[Collected data entries]
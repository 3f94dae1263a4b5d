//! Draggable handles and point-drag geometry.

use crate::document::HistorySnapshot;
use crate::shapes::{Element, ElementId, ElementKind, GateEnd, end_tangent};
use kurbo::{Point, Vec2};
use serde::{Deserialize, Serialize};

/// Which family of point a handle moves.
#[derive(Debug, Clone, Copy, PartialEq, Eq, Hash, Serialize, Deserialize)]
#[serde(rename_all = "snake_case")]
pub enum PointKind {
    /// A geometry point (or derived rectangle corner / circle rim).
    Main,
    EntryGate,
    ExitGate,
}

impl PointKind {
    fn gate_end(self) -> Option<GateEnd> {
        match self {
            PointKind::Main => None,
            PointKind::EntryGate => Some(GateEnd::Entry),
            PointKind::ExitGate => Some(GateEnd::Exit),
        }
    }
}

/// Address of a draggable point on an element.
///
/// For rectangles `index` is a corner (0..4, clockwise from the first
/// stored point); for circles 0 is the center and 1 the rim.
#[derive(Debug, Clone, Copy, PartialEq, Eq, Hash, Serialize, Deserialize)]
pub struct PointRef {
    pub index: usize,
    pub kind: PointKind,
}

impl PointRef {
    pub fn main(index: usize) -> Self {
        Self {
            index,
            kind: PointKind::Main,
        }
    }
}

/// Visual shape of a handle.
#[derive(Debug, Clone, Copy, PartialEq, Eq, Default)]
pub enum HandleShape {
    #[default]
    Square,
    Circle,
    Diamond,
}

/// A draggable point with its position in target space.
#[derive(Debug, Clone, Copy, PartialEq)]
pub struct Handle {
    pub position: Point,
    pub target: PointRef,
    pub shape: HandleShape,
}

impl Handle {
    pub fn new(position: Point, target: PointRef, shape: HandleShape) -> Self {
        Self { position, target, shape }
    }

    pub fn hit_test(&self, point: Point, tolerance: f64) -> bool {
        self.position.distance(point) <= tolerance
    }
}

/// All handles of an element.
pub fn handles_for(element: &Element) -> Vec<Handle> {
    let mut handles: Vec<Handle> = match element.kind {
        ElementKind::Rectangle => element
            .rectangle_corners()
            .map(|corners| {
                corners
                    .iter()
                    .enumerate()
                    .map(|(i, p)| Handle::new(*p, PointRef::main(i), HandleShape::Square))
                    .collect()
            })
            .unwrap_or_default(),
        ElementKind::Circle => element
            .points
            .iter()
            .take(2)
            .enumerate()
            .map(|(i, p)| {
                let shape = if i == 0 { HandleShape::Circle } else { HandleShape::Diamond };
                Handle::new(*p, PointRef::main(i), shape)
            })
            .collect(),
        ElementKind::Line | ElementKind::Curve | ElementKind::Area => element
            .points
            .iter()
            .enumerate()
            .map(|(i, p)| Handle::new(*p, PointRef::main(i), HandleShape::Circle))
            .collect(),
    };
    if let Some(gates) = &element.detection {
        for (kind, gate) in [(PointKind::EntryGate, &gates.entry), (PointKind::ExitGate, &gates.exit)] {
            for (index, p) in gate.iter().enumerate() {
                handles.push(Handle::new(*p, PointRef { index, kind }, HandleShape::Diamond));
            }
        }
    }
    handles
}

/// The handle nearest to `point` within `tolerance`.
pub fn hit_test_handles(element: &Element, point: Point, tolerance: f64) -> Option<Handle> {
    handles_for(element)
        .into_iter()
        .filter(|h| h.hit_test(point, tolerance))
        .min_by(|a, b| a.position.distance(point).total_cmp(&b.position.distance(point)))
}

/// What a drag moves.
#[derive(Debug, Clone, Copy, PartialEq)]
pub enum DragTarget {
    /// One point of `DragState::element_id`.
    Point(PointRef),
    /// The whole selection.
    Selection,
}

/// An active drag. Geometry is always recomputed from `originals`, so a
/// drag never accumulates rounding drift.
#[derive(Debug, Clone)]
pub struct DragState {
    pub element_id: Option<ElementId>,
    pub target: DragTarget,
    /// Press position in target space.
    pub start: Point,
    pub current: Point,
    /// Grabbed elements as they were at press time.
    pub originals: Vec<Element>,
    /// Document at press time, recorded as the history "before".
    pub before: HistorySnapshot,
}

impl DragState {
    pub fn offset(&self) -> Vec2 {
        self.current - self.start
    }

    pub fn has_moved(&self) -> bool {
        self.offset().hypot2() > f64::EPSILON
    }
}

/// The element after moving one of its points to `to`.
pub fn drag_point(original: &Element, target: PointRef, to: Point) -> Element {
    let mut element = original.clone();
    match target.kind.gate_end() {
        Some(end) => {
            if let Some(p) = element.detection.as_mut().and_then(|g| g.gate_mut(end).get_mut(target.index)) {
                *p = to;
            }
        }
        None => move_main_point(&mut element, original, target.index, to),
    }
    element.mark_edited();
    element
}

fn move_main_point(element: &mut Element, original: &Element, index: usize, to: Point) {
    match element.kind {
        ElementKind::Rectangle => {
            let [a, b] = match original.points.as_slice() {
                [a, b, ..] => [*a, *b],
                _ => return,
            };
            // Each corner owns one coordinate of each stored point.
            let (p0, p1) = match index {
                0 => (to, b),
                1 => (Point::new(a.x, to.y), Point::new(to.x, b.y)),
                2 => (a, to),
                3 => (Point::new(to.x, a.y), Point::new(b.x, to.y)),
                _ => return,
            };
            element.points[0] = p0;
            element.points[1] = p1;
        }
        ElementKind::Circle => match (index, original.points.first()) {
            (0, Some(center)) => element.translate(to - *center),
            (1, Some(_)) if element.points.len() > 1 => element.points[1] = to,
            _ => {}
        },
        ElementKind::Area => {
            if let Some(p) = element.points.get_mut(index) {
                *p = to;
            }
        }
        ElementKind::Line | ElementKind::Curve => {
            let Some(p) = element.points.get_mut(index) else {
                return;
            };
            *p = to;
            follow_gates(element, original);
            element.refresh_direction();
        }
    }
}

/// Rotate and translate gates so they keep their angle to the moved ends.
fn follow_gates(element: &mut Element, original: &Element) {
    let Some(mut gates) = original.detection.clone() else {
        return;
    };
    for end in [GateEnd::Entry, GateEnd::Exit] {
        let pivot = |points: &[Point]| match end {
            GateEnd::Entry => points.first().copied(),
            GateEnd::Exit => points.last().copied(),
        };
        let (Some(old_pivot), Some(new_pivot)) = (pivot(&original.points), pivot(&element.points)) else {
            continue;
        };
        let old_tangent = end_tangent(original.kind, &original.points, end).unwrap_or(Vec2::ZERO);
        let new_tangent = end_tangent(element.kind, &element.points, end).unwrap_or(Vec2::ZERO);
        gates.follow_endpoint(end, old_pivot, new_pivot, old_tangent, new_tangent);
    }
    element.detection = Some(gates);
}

WORK ITEM: The answer is each line from the entries above in which the word "crate" occurs.

WRITTEN SOLUTION:
use crate::document::HistorySnapshot;
use crate::shapes::{Element, ElementId, ElementKind, GateEnd, end_tangent};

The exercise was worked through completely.